Conservative Readers! Join me in a special effort...

Conservative Readers! Join me in a special effort at team-building and hope-growing. Just read the following paragraph:

"I should like to ask conservative readers to join me in a special effort not to blur two significantly different ideas. For a good many years, and never more so than at the present, common practice in some conservative circles has made liberalism synonymous or almost synonymous with socialism. In the history of post-Civil War America, reformers have often co-operated with socialists and sometimes with Communists; modern American reform has been plainly influenced by socialism; at times many reformers have advocated certain specific measures, like the municipal ownership of power or TVA* developments, which are unmistakably socialist; it may even be, as many conservatives insist, that Rooseveltism ultimately leads to socialism. Yet at least up to the present the ultimate objectives of most American reformers and of socialists have been distinct."

"The socialist, however much he backed specific reform measures, has sought a society in which the principal means of production  would be owned and operated by the state. The typical reformer, whether or not he approved of particular socialist moves, has sought a society in which the principal means of production  would be left in private hands. Indeed, after the rise of fascism and Communism in the world, the "liberal," far from wanting  to get rid of capitalism, increasingly thought of reform as the way to prevent capitalism from collapsing into totalitarianism. (Franklin Roosevelt was expressing a widely held reform attitude when he said: "I am that kind of a liberal because I am that kind of a conservative.") To slur over the distinction between reform and socialist objectives is to miss a key fact about the whole history of modern American dissidence." (Goldman, 1952)

Sixty years later we have the same discussion. All this summer, we will have the opportunity to participate in a great national debate to see whether the Reformers (Occupy) or the Conservatives (Republicans) will choose our next leader. I am going to start by chasing down the references in the above excerpt and taking a bite out of the rest of the book.

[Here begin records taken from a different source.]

#[cfg(test)]
mod test {
    use super::*;

    fn header(pairs: &[(&str, &str)]) -> Header {
        let mut h = Header::new(Mode::Rfc2822);
        for (n, v) in pairs {
            h.add(HeaderField::create(n, v.as_bytes()));
        }
        h
    }

    const DATE: &str = "Fri, 13 Dec 2003 13:05:00 +0100";

    #[test]
    fn minimal_valid_header() {
        let h = header(&[("From", "a@b.com"), ("Date", DATE)]);
        assert!(h.valid(), "error: {:?}", h.error());
    }

    #[test]
    fn missing_from_is_invalid() {
        let h = header(&[("Date", DATE)]);
        assert!(!h.valid());
        assert!(h.error().unwrap().contains("From"));
    }

    #[test]
    fn mime_mode_needs_nothing() {
        let h = Header::new(Mode::Mime);
        assert!(h.valid());
    }

    #[test]
    fn address_fields_merge() {
        let h = header(&[
            ("From", "a@b.com"),
            ("Date", DATE),
            ("To", "x@y.com"),
            ("To", "z@w.com"),
        ]);
        assert!(h.valid(), "error: {:?}", h.error());
        assert_eq!(2, h.addresses(FieldType::To).unwrap().len());
    }

    #[test]
    fn duplicate_identical_dates_repair() {
        let mut h = header(&[
            ("From", "a@b.com"),
            ("Date", DATE),
            ("Date", DATE),
        ]);
        assert!(!h.valid());
        h.repair();
        assert!(h.valid(), "error: {:?}", h.error());
        assert_eq!(1, h.occurrences(FieldType::Date));
    }

    #[test]
    fn duplicate_different_dates_keep_first_valid() {
        let mut h = header(&[
            ("From", "a@b.com"),
            ("Date", DATE),
            ("Date", "Sat, 14 Dec 2003 09:00:00 +0100"),
        ]);
        h.repair();
        assert!(h.valid(), "error: {:?}", h.error());
        assert_eq!("2003-12-13", h.date().unwrap().iso_date());
    }

    #[test]
    fn repair_is_idempotent() {
        let mut h = header(&[
            ("From", "a@b.com"),
            ("Date", DATE),
            ("Date", DATE),
            ("Subject", "x"),
            ("Subject", "x".repeat(400).as_str()),
        ]);
        h.repair();
        let after_one = h.as_text();
        h.repair();
        assert_eq!(after_one, h.as_text());
    }

    #[test]
    fn parameterized_content_type_wins() {
        let mut h = header(&[
            ("From", "a@b.com"),
            ("Date", DATE),
            ("Content-Type", "multipart/mixed; boundary=xyz"),
            ("Content-Type", "multipart/mixed"),
        ]);
        h.repair();
        assert!(h.valid(), "error: {:?}", h.error());
        assert_eq!(
            Some("xyz"),
            h.content_type().unwrap().parameter("boundary")
        );
    }

    #[test]
    fn date_recovered_from_received() {
        let mut h = header(&[
            ("From", "a@b.com"),
            (
                "Received",
                "from x.example by y.example with SMTP; \
                 Fri, 13 Dec 2003 13:05:00 +0100",
            ),
        ]);
        assert!(!h.valid());
        h.repair();
        h.repair_with(&[], b"");
        assert!(h.valid(), "error: {:?}", h.error());
        assert_eq!("2003-12-13", h.date().unwrap().iso_date());
    }

    #[test]
    fn date_inherited_from_parent() {
        let parent = header(&[("From", "p@q.com"), ("Date", DATE)]);
        let mut h = header(&[("From", "a@b.com")]);
        h.repair_with(&[&parent], b"");
        assert!(h.valid(), "error: {:?}", h.error());
        assert_eq!("2003-12-13", h.date().unwrap().iso_date());
    }

    #[test]
    fn date_synthesized_only_when_absent() {
        // no Date at all: current time is acceptable
        let mut h = header(&[("From", "a@b.com")]);
        h.repair_with(&[], b"");
        assert!(h.valid(), "error: {:?}", h.error());

        // present but invalid: not replaced out of thin air
        let mut h =
            header(&[("From", "a@b.com"), ("Date", "not a date")]);
        h.repair();
        h.repair_with(&[], b"");
        assert!(!h.valid());
    }

    #[test]
    fn from_recovered_from_return_path() {
        let mut h = header(&[
            ("Return-Path", "<bounce@lists.example>"),
            ("Date", DATE),
        ]);
        assert!(!h.valid());
        h.repair_with(&[], b"");
        assert!(h.valid(), "error: {:?}", h.error());
        assert_eq!(
            "bounce",
            h.addresses(FieldType::From).unwrap()[0].localpart()
        );
    }

    #[test]
    fn from_recovered_from_parent() {
        let parent = header(&[("From", "p@q.com"), ("Date", DATE)]);
        let mut h = header(&[("Date", DATE)]);
        h.repair_with(&[&parent], b"");
        assert!(h.valid(), "error: {:?}", h.error());
        assert_eq!(
            "p",
            h.addresses(FieldType::From).unwrap()[0].localpart()
        );
    }

    #[test]
    fn received_chain_trimmed_after_invalid_hop() {
        // Received is free text here, so an "invalid hop" has to be
        // simulated by marking the field
        let mut h = header(&[
            ("From", "a@b.com"),
            ("Date", DATE),
            ("Received", "from a by b; x"),
            ("Received", "from c by d; y"),
        ]);
        // the second (older) hop is damaged; it and everything behind
        // it go away, the newer hop survives
        h.fields_mut()[3].set_error("simulated damage");
        h.repair_with(&[], b"");
        assert_eq!(1, h.occurrences(FieldType::Received));
        assert_eq!(
            Some("from a by b; x"),
            h.field(FieldType::Received, 0).and_then(HeaderField::text)
        );
        assert!(h.valid(), "error: {:?}", h.error());
    }

    #[test]
    fn invalid_message_id_dropped() {
        let mut h = header(&[
            ("From", "a@b.com"),
            ("Date", DATE),
            ("Message-Id", "not an id at all"),
        ]);
        assert!(!h.valid());
        h.repair_with(&[], b"");
        assert!(h.valid(), "error: {:?}", h.error());
        assert_eq!(0, h.occurrences(FieldType::MessageId));
    }

    #[test]
    fn spam_subject_dropped() {
        let spam = format!(
            "real subject{}",
            " Bcc: victim@example.com".repeat(10)
        );
        let mut h = header(&[
            ("From", "a@b.com"),
            ("Date", DATE),
            ("Subject", "hello"),
            ("Subject", spam.as_str()),
        ]);
        h.repair();
        assert!(h.valid(), "error: {:?}", h.error());
        assert_eq!(Some("hello"), h.subject());
    }

    #[test]
    fn boundary_recovered_from_body() {
        let body = b"\r\n--cut\r\nContent-Type: text/plain\r\n\r\nhi\r\n--cut--\r\n";
        let mut h = header(&[
            ("From", "a@b.com"),
            ("Date", DATE),
            ("Content-Type", "multipart/mixed"),
        ]);
        assert!(!h.valid());
        h.repair_with(&[], body);
        assert!(h.valid(), "error: {:?}", h.error());
        assert_eq!(
            Some("cut"),
            h.content_type().unwrap().parameter("boundary")
        );
    }

    #[test]
    fn cte_dropped_on_multipart() {
        let mut h = header(&[
            ("From", "a@b.com"),
            ("Date", DATE),
            ("Content-Type", "multipart/mixed; boundary=x"),
            ("Content-Transfer-Encoding", "quoted-printable"),
            ("Content-Transfer-Encoding", "7bit"),
        ]);
        h.repair();
        assert_eq!(
            0,
            h.occurrences(FieldType::ContentTransferEncoding)
        );
        assert!(h.valid(), "error: {:?}", h.error());
    }

    #[test]
    fn sender_identical_to_from_dropped() {
        let mut h = header(&[
            ("From", "a@b.com"),
            ("Date", DATE),
            ("Sender", "x@y.com, z@y.com"),
        ]);
        assert!(!h.valid());
        h.repair();
        // two sender addresses not matching From: not justifiable, but
        // the javamail fixup doesn't apply either (same domains); the
        // multi-address sender remains and the header stays broken
        assert!(!h.valid());

        let mut h = header(&[
            ("From", "a@b.com"),
            ("Date", DATE),
            ("Sender", "sys@relay.example, root@origin.example"),
        ]);
        h.repair_with(&[], b"");
        h.repair();
        assert!(h.valid(), "error: {:?}", h.error());
        let s = h.addresses(FieldType::Sender).unwrap();
        assert_eq!(1, s.len());
        assert_eq!("origin.example", s[0].domain());
    }

    #[test]
    fn serialization_order_is_stable() {
        let h = header(&[
            ("Subject", "hi"),
            ("From", "a@b.com"),
            ("Date", DATE),
        ]);
        let text = h.as_text();
        let subject_at = text.find("Subject:").unwrap();
        let from_at = text.find("From:").unwrap();
        let date_at = text.find("Date:").unwrap();
        assert!(subject_at < from_at && from_at < date_at);
    }

    #[test]
    fn fix_8bit_subject() {
        let mut h = header(&[("From", "a@b.com"), ("Date", DATE)]);
        h.add(HeaderField::create("Subject", b"bl\xE5b\xE6r"));
        h.fix_8bit_fields(&Codec::windows_1252());
        assert_eq!(Some("blåbær"), h.subject());
    }

    #[test]
    fn fix_8bit_drops_undecodable_unknown_fields() {
        let mut h = header(&[("From", "a@b.com"), ("Date", DATE)]);
        h.add(HeaderField::create("X-Whatever", b"ok"));
        h.add(HeaderField::create("X-Damaged", b"\xFF\xFE\x01"));
        h.fix_8bit_fields(&Codec::utf8());
        assert!(h.named_field("X-Whatever", 0).is_some());
        assert!(h.named_field("X-Damaged", 0).is_none());
    }
}
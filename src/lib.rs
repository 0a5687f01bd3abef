//-
// Copyright (c) 2023, Jason Lingle
//
// This file is part of Mailmend.
//
// Mailmend is free software: you can redistribute it and/or modify it under
// the terms of the GNU General Public License as published  by the Free
// Software Foundation, either version 3 of the License, or (at your option)
// any later version.
//
// Mailmend is distributed  in the hope that it will  be useful, but WITHOUT
// ANY WARRANTY; without even the  implied warranty of MERCHANTABILITY or
// FITNESS FOR  A PARTICULAR  PURPOSE.  See the  GNU General  Public License
// for more details.
//
// You should have received a copy of the GNU General Public License along
// with Mailmend. If not, see <http://www.gnu.org/licenses/>.

//! Mailmend turns arbitrary, frequently non-conformant e-mail octet streams
//! into a validated, structured representation: addresses, typed header
//! fields, dates, and a MIME body tree.
//!
//! It is designed to be robust moreso than strictly correct. Decades of
//! buggy mail software produce input that violates every relevant RFC; the
//! goal here is maximum charitable recovery, not strict validation. Where a
//! message cannot be parsed as-is, a repair pass recovers a usable result
//! from whatever material is actually present, and never invents content it
//! cannot justify.
//!
//! The top-level entry point is [`mime::message::Message::parse`]. Framing
//! (one message per buffer) is the caller's responsibility.

#[cfg(test)]
macro_rules! assert_matches {
    ($expected:pat, $actual:expr) => {
        match $actual {
            $expected => (),
            unexpected => panic!(
                "Expected {} matches {}, got {:?}",
                stringify!($expected),
                stringify!($actual),
                unexpected
            ),
        }
    };
}

pub mod mime;
pub mod support;

pub use crate::mime::address::{Address, AddressParser, AddressType};
pub use crate::mime::bodypart::Bodypart;
pub use crate::mime::date::Date;
pub use crate::mime::field::{FieldType, FieldValue, HeaderField};
pub use crate::mime::header::{Header, Mode};
pub use crate::mime::message::Message;
pub use crate::support::codec::{Codec, CodecState};
pub use crate::support::error::ParseError;
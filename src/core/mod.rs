//! # Core Application Logic
//!
//! The fetch lifecycle and view-state derivation. Knows nothing about the
//! terminal.
//!
//! ```text
//!                    ┌─────────────────────────┐
//!                    │         CORE            │
//!                    │  (this module)          │
//!                    │                         │
//!                    │  • ViewState            │
//!                    │  • Action (events)      │
//!                    │  • update() (reducer)   │
//!                    │                         │
//!                    │  No I/O. No UI. Pure.   │
//!                    └───────────┬─────────────┘
//!                                │
//!                   ┌────────────┴────────────┐
//!                   ▼                         ▼
//!            ┌────────────┐            ┌────────────┐
//!            │    TUI     │            │    feed    │
//!            │  Adapter   │            │  (reqwest) │
//!            │ (ratatui)  │            │            │
//!            └────────────┘            └────────────┘
//! ```
//!
//! ## Modules
//!
//! - [`state`]: `App` and `ViewState`
//! - [`action`]: `Action`, `Effect` and `update()`
//! - [`config`]: layered configuration

pub mod action;
pub mod config;
pub mod state;
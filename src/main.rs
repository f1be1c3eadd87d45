use std::fs::File;
use std::path::PathBuf;

use clap::Parser;
use sentiview::core::config::{self, CliOverrides, ConfigReport};
use simplelog::{ConfigBuilder, WriteLogger};

#[derive(Parser)]
#[command(name = "sentiview", about = "Terminal viewer for Reddit sentiment data")]
struct Args {
    /// Feed endpoint to fetch posts from
    #[arg(short, long)]
    endpoint: Option<String>,

    /// Where to write the log file
    #[arg(long)]
    log_file: Option<PathBuf>,
}

#[tokio::main]
async fn main() -> std::io::Result<()> {
    let args = Args::parse();
    dotenv::dotenv().ok();

    let mut report = ConfigReport::default();
    let file_config = config::load_or_default(config::config_path().as_deref(), &mut report);
    let cli = CliOverrides {
        endpoint: args.endpoint,
        log_file: args.log_file,
    };
    let resolved = config::resolve(&file_config, &cli, &mut report);

    // The terminal belongs to the UI, so logs go to a file
    let log_config = ConfigBuilder::new()
        .set_time_format_rfc3339()
        .build();

    if let Ok(log_file) = File::create(&resolved.log_file) {
        let _ = WriteLogger::init(resolved.log_level, log_config, log_file);
    }
    report.replay();

    log::info!("sentiview starting up, endpoint: {}", resolved.endpoint);

    sentiview::tui::run(resolved)
}
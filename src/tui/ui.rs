use ratatui::Frame;
use ratatui::layout::{Alignment, Constraint, Layout, Rect};
use ratatui::style::{Modifier, Style};
use ratatui::widgets::Paragraph;

use crate::core::state::{App, ViewState};
use crate::feed::Post;
use crate::tui::TuiState;
use crate::tui::component::Component;
use crate::tui::components::{PostList, StatusView, TitleBar};

pub const HEADER_TEXT: &str = "Reddit Sentiment Analysis";

/// Which of the renderings a view state maps to.
#[derive(Debug, PartialEq)]
pub enum Screen<'a> {
    Loading,
    Error(String),
    Empty,
    Cards(&'a [Post]),
}

impl<'a> Screen<'a> {
    pub fn for_view(view: &'a ViewState) -> Self {
        match view {
            ViewState::Loading => Screen::Loading,
            ViewState::Failed(err) => Screen::Error(err.to_string()),
            ViewState::Loaded(posts) if posts.is_empty() => Screen::Empty,
            ViewState::Loaded(posts) => Screen::Cards(posts),
        }
    }
}

pub fn draw_ui(frame: &mut Frame, app: &App, tui: &mut TuiState) {
    use Constraint::{Length, Min};
    let [title_area, main_area] = Layout::vertical([Length(1), Min(0)]).areas(frame.area());

    match Screen::for_view(&app.view) {
        Screen::Loading => StatusView::loading().render(frame, main_area),
        Screen::Error(message) => StatusView::error(&message).render(frame, main_area),
        Screen::Empty => {
            let body_area = draw_header(frame, main_area);
            StatusView::empty().render(frame, body_area);
        }
        Screen::Cards(posts) => {
            let body_area = draw_header(frame, main_area);
            PostList::new(&mut tui.post_list, posts).render(frame, body_area);
        }
    }

    let has_unseen_content =
        !app.view.posts().is_empty() && tui.post_list.has_unseen_content;
    TitleBar::new(app.source_name(), &app.status_message, has_unseen_content)
        .render(frame, title_area);
}

/// Draws the header at the top of `area` and returns the space below it.
fn draw_header(frame: &mut Frame, area: Rect) -> Rect {
    let [header_area, body_area] =
        Layout::vertical([Constraint::Length(2), Constraint::Min(0)]).areas(area);
    let header = Paragraph::new(HEADER_TEXT)
        .style(Style::default().add_modifier(Modifier::BOLD))
        .alignment(Alignment::Center);
    frame.render_widget(header, header_area);
    body_area
}

#[cfg(test)]
mod tests {
    use super::*;
    use crate::feed::FetchError;
    use crate::test_support::{sample_post, test_app};
    use crate::tui::components::status_view::{EMPTY_TEXT, LOADING_TEXT};
    use ratatui::Terminal;
    use ratatui::backend::TestBackend;

    fn draw(app: &App) -> String {
        let mut terminal = Terminal::new(TestBackend::new(100, 30)).unwrap();
        let mut tui = TuiState::new();
        terminal.draw(|f| draw_ui(f, app, &mut tui)).unwrap();
        let buffer = terminal.backend().buffer();
        (0..30)
            .map(|y| (0..100).map(|x| buffer[(x, y)].symbol()).collect::<String>())
            .collect::<Vec<_>>()
            .join("\n")
    }

    #[test]
    fn screen_for_each_state() {
        assert_eq!(Screen::for_view(&ViewState::Loading), Screen::Loading);
        assert_eq!(
            Screen::for_view(&ViewState::Failed(FetchError::Status(500))),
            Screen::Error("HTTP error! status: 500".to_string())
        );
        assert_eq!(Screen::for_view(&ViewState::Loaded(vec![])), Screen::Empty);
        let posts = vec![sample_post(1, "a")];
        let view = ViewState::Loaded(posts.clone());
        assert_eq!(Screen::for_view(&view), Screen::Cards(&posts));
    }

    #[test]
    fn loading_shows_only_placeholder() {
        let app = test_app();
        let text = draw(&app);
        assert!(text.contains(LOADING_TEXT));
        assert!(!text.contains(HEADER_TEXT));
        assert!(!text.contains("Error:"));
    }

    #[test]
    fn failure_shows_message() {
        let mut app = test_app();
        app.view = ViewState::Failed(FetchError::Status(500));
        let text = draw(&app);
        assert!(text.contains("Error: HTTP error! status: 500"));
        assert!(!text.contains(LOADING_TEXT));
    }

    #[test]
    fn empty_shows_no_data_under_header() {
        let mut app = test_app();
        app.view = ViewState::Loaded(Vec::new());
        let text = draw(&app);
        assert!(text.contains(HEADER_TEXT));
        assert!(text.contains(EMPTY_TEXT));
        assert!(!text.contains(LOADING_TEXT));
    }

    #[test]
    fn loaded_shows_cards() {
        let mut app = test_app();
        app.view = ViewState::Loaded(vec![sample_post(1, "First"), sample_post(2, "Second")]);
        let text = draw(&app);
        assert!(text.contains(HEADER_TEXT));
        assert!(text.contains("First"));
        assert!(text.contains("Second"));
        assert!(!text.contains(EMPTY_TEXT));
    }
}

How do you feel about it? Are you represented in the fight? By which side? Or is it all bullshit thrown at us by powers unimaginable and un-accessible to us?

By the way, this guy, and this book, was commonly used in High Schools in the sixties and seventies. Think it would go through now? Why or why not?


DD


Eric F. Goldman, in the prelude to "Rendezvous with Destiny: A History of Modern American Reform. Alfred Knopf / Vintage Books: NY, 1952."

*TVA - Tennessee Valley Authority, a giant public works program of New Deal Depression America.